Calcineurin mediates epithelial cell responses to commensal microbiota and promotes tumorigenesis.

  • Major finding: Calcineurin mediates epithelial cell responses to commensal microbiota and promotes tumorigenesis.

  • Mechanism: Microbiota-induced TLR activation leads to Ca2+-dependent activation of calcineurin and NFAT.

  • Impact: An epithelial cell–intrinsic pathway incorporates microbiota signals to promote tumorigenesis.

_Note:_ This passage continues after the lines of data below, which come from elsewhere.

use std::collections::BTreeMap;

use axum::{
    extract::{Path, Query, State},
    http::StatusCode,
    Extension, Json,
};
use serde::{Deserialize, Serialize};
use serde_json::{json, Value};

use crate::{
    error::{AppError, AppResult},
    middleware::request_id::RequestId,
    models::{validate_features, validate_rating, Movie, MovieId, RatingMap, User},
    services::RecommendationSystem,
};

use super::AppState;

// Request/Response types

#[derive(Debug, Serialize, Deserialize, Clone, PartialEq)]
pub struct MovieResponse {
    pub name: String,
    pub year: i32,
    pub features: Vec<f64>,
}

impl MovieResponse {
    fn new(movie: &Movie, features: &[f64]) -> Self {
        Self {
            name: movie.name().to_string(),
            year: movie.year(),
            features: features.to_vec(),
        }
    }
}

#[derive(Debug, Deserialize)]
pub struct CreateMovieRequest {
    pub name: String,
    pub year: i32,
    pub features: Vec<f64>,
}

/// One rated movie, as sent by clients and returned for users
#[derive(Debug, Serialize, Deserialize, Clone, PartialEq)]
pub struct RatingEntry {
    pub name: String,
    pub year: i32,
    pub rating: f64,
}

#[derive(Debug, Serialize)]
pub struct UserResponse {
    pub name: String,
    pub ratings: Vec<RatingEntry>,
}

#[derive(Debug, Serialize, Clone, Copy, PartialEq, Eq)]
#[serde(rename_all = "lowercase")]
pub enum RecommendationMethod {
    Content,
    Cf,
}

#[derive(Debug, Serialize)]
pub struct RecommendationResponse {
    pub method: RecommendationMethod,
    pub movie: Option<Movie>,
}

#[derive(Debug, Serialize)]
pub struct PredictionResponse {
    pub movie: Movie,
    pub k: usize,
    pub score: f64,
}

#[derive(Debug, Deserialize)]
pub struct KQuery {
    pub k: Option<usize>,
}

#[derive(Debug, Deserialize)]
pub struct PredictionQuery {
    pub movie: String,
    pub year: i32,
    pub k: Option<usize>,
}

#[derive(Debug, Deserialize)]
pub struct ContentRequest {
    pub ratings: Vec<RatingEntry>,
}

#[derive(Debug, Deserialize)]
pub struct CfRequest {
    pub ratings: Vec<RatingEntry>,
    pub k: Option<usize>,
}

#[derive(Debug, Deserialize)]
pub struct PredictionRequest {
    pub ratings: Vec<RatingEntry>,
    pub movie: Movie,
    pub k: Option<usize>,
}

// Helpers

/// Resolves client-supplied ratings against the catalog
fn resolve_ratings(system: &RecommendationSystem, entries: &[RatingEntry]) -> AppResult<RatingMap> {
    let mut ratings = RatingMap::new();
    for entry in entries {
        let id = lookup_movie(system, &entry.name, entry.year)?;
        validate_rating(system.movie(id)?, entry.rating)?;
        ratings.insert(id, entry.rating);
    }
    Ok(ratings)
}

fn lookup_movie(system: &RecommendationSystem, name: &str, year: i32) -> AppResult<MovieId> {
    system
        .get_movie(name, year)
        .ok_or_else(|| AppError::NotFound(format!("{} not in catalog", Movie::new(name, year))))
}

fn user_response(system: &RecommendationSystem, user: &User) -> AppResult<UserResponse> {
    let mut ratings = user
        .ratings()
        .iter()
        .map(|(&id, &rating)| {
            let movie = system.movie(id)?;
            Ok::<_, AppError>(RatingEntry {
                name: movie.name().to_string(),
                year: movie.year(),
                rating,
            })
        })
        .collect::<AppResult<Vec<_>>>()?;
    ratings.sort_by(|a, b| a.year.cmp(&b.year).then_with(|| a.name.cmp(&b.name)));

    Ok(UserResponse {
        name: user.name().to_string(),
        ratings,
    })
}

fn recommendation_response(
    system: &RecommendationSystem,
    method: RecommendationMethod,
    recommended: Option<MovieId>,
) -> AppResult<RecommendationResponse> {
    let movie = recommended.map(|id| system.movie(id).cloned()).transpose()?;
    Ok(RecommendationResponse { method, movie })
}

fn find_user<'a>(users: &'a BTreeMap<String, User>, name: &str) -> AppResult<&'a User> {
    users
        .get(name)
        .ok_or_else(|| AppError::NotFound(format!("user '{}'", name)))
}

// Handlers

/// Health check endpoint
pub async fn health_check() -> (StatusCode, Json<Value>) {
    (StatusCode::OK, Json(json!({ "status": "healthy" })))
}

/// Plain-text catalog listing
pub async fn catalog(State(state): State<AppState>) -> String {
    let inner = state.inner.read().await;
    inner.system.to_string()
}

/// Get all movies in catalog order
pub async fn get_movies(State(state): State<AppState>) -> Json<Vec<MovieResponse>> {
    let inner = state.inner.read().await;
    let movies = inner
        .system
        .movies()
        .map(|(_, movie, features)| MovieResponse::new(movie, features))
        .collect();
    Json(movies)
}

/// Get a single movie
pub async fn get_movie(
    State(state): State<AppState>,
    Path((name, year)): Path<(String, i32)>,
) -> AppResult<Json<MovieResponse>> {
    let inner = state.inner.read().await;
    let id = lookup_movie(&inner.system, &name, year)?;
    let response = MovieResponse::new(inner.system.movie(id)?, inner.system.get_features(id)?);
    Ok(Json(response))
}

/// Add a movie to the catalog
///
/// Responds `201` for a new movie and `200` when `(name, year)` was already
/// present, in which case the stored features are returned unchanged.
pub async fn create_movie(
    State(state): State<AppState>,
    Json(request): Json<CreateMovieRequest>,
) -> AppResult<(StatusCode, Json<MovieResponse>)> {
    let movie = Movie::new(request.name.as_str(), request.year);
    validate_features(&movie, &request.features)?;

    let mut inner = state.inner.write().await;
    let existed = inner.system.get_movie(movie.name(), movie.year()).is_some();
    let id = inner
        .system
        .add_movie(movie.name(), movie.year(), request.features)?;

    let status = if existed {
        tracing::warn!(movie = %movie, "Movie already in catalog, keeping existing features");
        StatusCode::OK
    } else {
        tracing::info!(movie = %movie, "Movie added to catalog");
        StatusCode::CREATED
    };

    let response = MovieResponse::new(inner.system.movie(id)?, inner.system.get_features(id)?);
    Ok((status, Json(response)))
}

/// Get all users and their ratings
pub async fn get_users(State(state): State<AppState>) -> AppResult<Json<Vec<UserResponse>>> {
    let inner = state.inner.read().await;
    let users = inner
        .users
        .values()
        .map(|user| user_response(&inner.system, user))
        .collect::<AppResult<Vec<_>>>()?;
    Ok(Json(users))
}

/// Get a single user
pub async fn get_user(
    State(state): State<AppState>,
    Path(name): Path<String>,
) -> AppResult<Json<UserResponse>> {
    let inner = state.inner.read().await;
    let user = find_user(&inner.users, &name)?;
    Ok(Json(user_response(&inner.system, user)?))
}

/// Content-based recommendation for a known user
pub async fn user_content_recommendation(
    State(state): State<AppState>,
    Extension(request_id): Extension<RequestId>,
    Path(name): Path<String>,
) -> AppResult<Json<RecommendationResponse>> {
    let inner = state.inner.read().await;
    let user = find_user(&inner.users, &name)?;

    let recommended = user.recommend_by_content(&inner.system)?;
    tracing::info!(request_id = %request_id, user = %name, found = recommended.is_some(), "Content recommendation");

    Ok(Json(recommendation_response(
        &inner.system,
        RecommendationMethod::Content,
        recommended,
    )?))
}

/// Collaborative recommendation for a known user
pub async fn user_cf_recommendation(
    State(state): State<AppState>,
    Extension(request_id): Extension<RequestId>,
    Path(name): Path<String>,
    Query(query): Query<KQuery>,
) -> AppResult<Json<RecommendationResponse>> {
    let inner = state.inner.read().await;
    let user = find_user(&inner.users, &name)?;
    let k = query.k.unwrap_or(inner.default_k);

    let recommended = user.recommend_by_cf(&inner.system, k)?;
    tracing::info!(request_id = %request_id, user = %name, k, found = recommended.is_some(), "Collaborative recommendation");

    Ok(Json(recommendation_response(
        &inner.system,
        RecommendationMethod::Cf,
        recommended,
    )?))
}

/// Predicted score of one movie for a known user
pub async fn user_prediction(
    State(state): State<AppState>,
    Extension(request_id): Extension<RequestId>,
    Path(name): Path<String>,
    Query(query): Query<PredictionQuery>,
) -> AppResult<Json<PredictionResponse>> {
    let inner = state.inner.read().await;
    let user = find_user(&inner.users, &name)?;
    let k = query.k.unwrap_or(inner.default_k);

    let score = user.predict_score(&inner.system, &query.movie, query.year, k)?;
    tracing::info!(request_id = %request_id, user = %name, k, score, "Score predicted");

    Ok(Json(PredictionResponse {
        movie: Movie::new(query.movie, query.year),
        k,
        score,
    }))
}

/// Content-based recommendation for ad-hoc ratings
pub async fn content_recommendation(
    State(state): State<AppState>,
    Extension(request_id): Extension<RequestId>,
    Json(request): Json<ContentRequest>,
) -> AppResult<Json<RecommendationResponse>> {
    tracing::info!(
        request_id = %request_id,
        rating_count = request.ratings.len(),
        "Processing content recommendation request"
    );

    let inner = state.inner.read().await;
    let ratings = resolve_ratings(&inner.system, &request.ratings)?;
    let recommended = inner.system.recommend_by_content(&ratings)?;

    Ok(Json(recommendation_response(
        &inner.system,
        RecommendationMethod::Content,
        recommended,
    )?))
}

/// Collaborative recommendation for ad-hoc ratings
pub async fn cf_recommendation(
    State(state): State<AppState>,
    Extension(request_id): Extension<RequestId>,
    Json(request): Json<CfRequest>,
) -> AppResult<Json<RecommendationResponse>> {
    let inner = state.inner.read().await;
    let k = request.k.unwrap_or(inner.default_k);

    tracing::info!(
        request_id = %request_id,
        rating_count = request.ratings.len(),
        k,
        "Processing collaborative recommendation request"
    );

    let ratings = resolve_ratings(&inner.system, &request.ratings)?;
    let recommended = inner.system.recommend_by_cf(&ratings, k)?;

    Ok(Json(recommendation_response(
        &inner.system,
        RecommendationMethod::Cf,
        recommended,
    )?))
}

/// Predicted score of one movie for ad-hoc ratings
pub async fn predict(
    State(state): State<AppState>,
    Extension(request_id): Extension<RequestId>,
    Json(request): Json<PredictionRequest>,
) -> AppResult<Json<PredictionResponse>> {
    let inner = state.inner.read().await;
    let k = request.k.unwrap_or(inner.default_k);

    tracing::info!(
        request_id = %request_id,
        rating_count = request.ratings.len(),
        movie = %request.movie,
        k,
        "Processing prediction request"
    );

    let ratings = resolve_ratings(&inner.system, &request.ratings)?;
    let target = lookup_movie(&inner.system, request.movie.name(), request.movie.year())?;
    let score = inner.system.predict_score(&ratings, target, k)?;

    Ok(Json(PredictionResponse {
        movie: request.movie,
        k,
        score,
    }))
}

Intestinal inflammation and activation of inflammation-associated pathways are associated with an increased risk of colorectal cancer. Calcineurin, a phosphatase required for activation of the nuclear factor of activated T cell (NFAT) transcription factors, is linked to inflammation and upregulated in colorectal cancer. Paradoxically, calcineurin inhibition increases tumor formation in vivo, suggesting a role for calcineurin in T cells, whereas inhibition of calcineurin and NFAT inhibits the growth of colorectal cancer cells, suggesting a cell-intrinsic role for calcineurin in colorectal cancers. Peuker, Muff, and colleagues explored the role of calcineurin in intestinal tumor development. In a mouse model of intestinal tumors (ApcMin/+), intestinal epithelial cell (IEC)–specific deletion of the regulatory B1 subunit of calcineurin (CNB1ΔIEC) resulted in fewer tumors and reduced tumor size. NFAT inhibition resulted in reduced tumor size and number, decreased cell proliferation, and increased apoptosis, similar to the effects seen in CNB1ΔIEC mice, suggesting that calcineurin promotes intestinal tumorigenesis through NFAT. Toll-like receptors (TLR) recognize intestinal microbiota, and TLR agonists have been shown to activate calcineurin and NFAT in dendritic cells. TLR4 stimulation similarly activated calcineurin and increased NFAT-dependent transcription in colorectal cancer cells. A TLR agonist increased cell proliferation in a calcineurin- and NFAT-dependent manner, and enhanced the growth of CNB1–wild-type, but not CNB1ΔIEC, tumors. This tumorigenic effect required the recognition of the microbiota by TLRs, as antibiotic treatment in ApcMin/+ tumors decreased NFAT-dependent transcription and reduced tumor number and size. Calcineurin regulated tumor development via regulation of the epithelial response to tumor-associated changes in the commensal microbiota and by NFAT-dependent activation of stem cell–associated genes in tumor cells. Consistent with these findings, strong nuclear NFAT staining was observed in human colorectal cancer tumors and associated with reduced survival. Together, these findings highlight a cell-intrinsic pathway in the epithelial tumor cells that receives signals from the microbiota to promote tumor growth.

Peuker K, Muff S, Wang J, Künzel S, Bosse E, Zeissig Y, et al. Epithelial calcineurin controls microbiota-dependent intestinal tumor development. Nat Med 2016 Apr 4 [Epub ahead of print].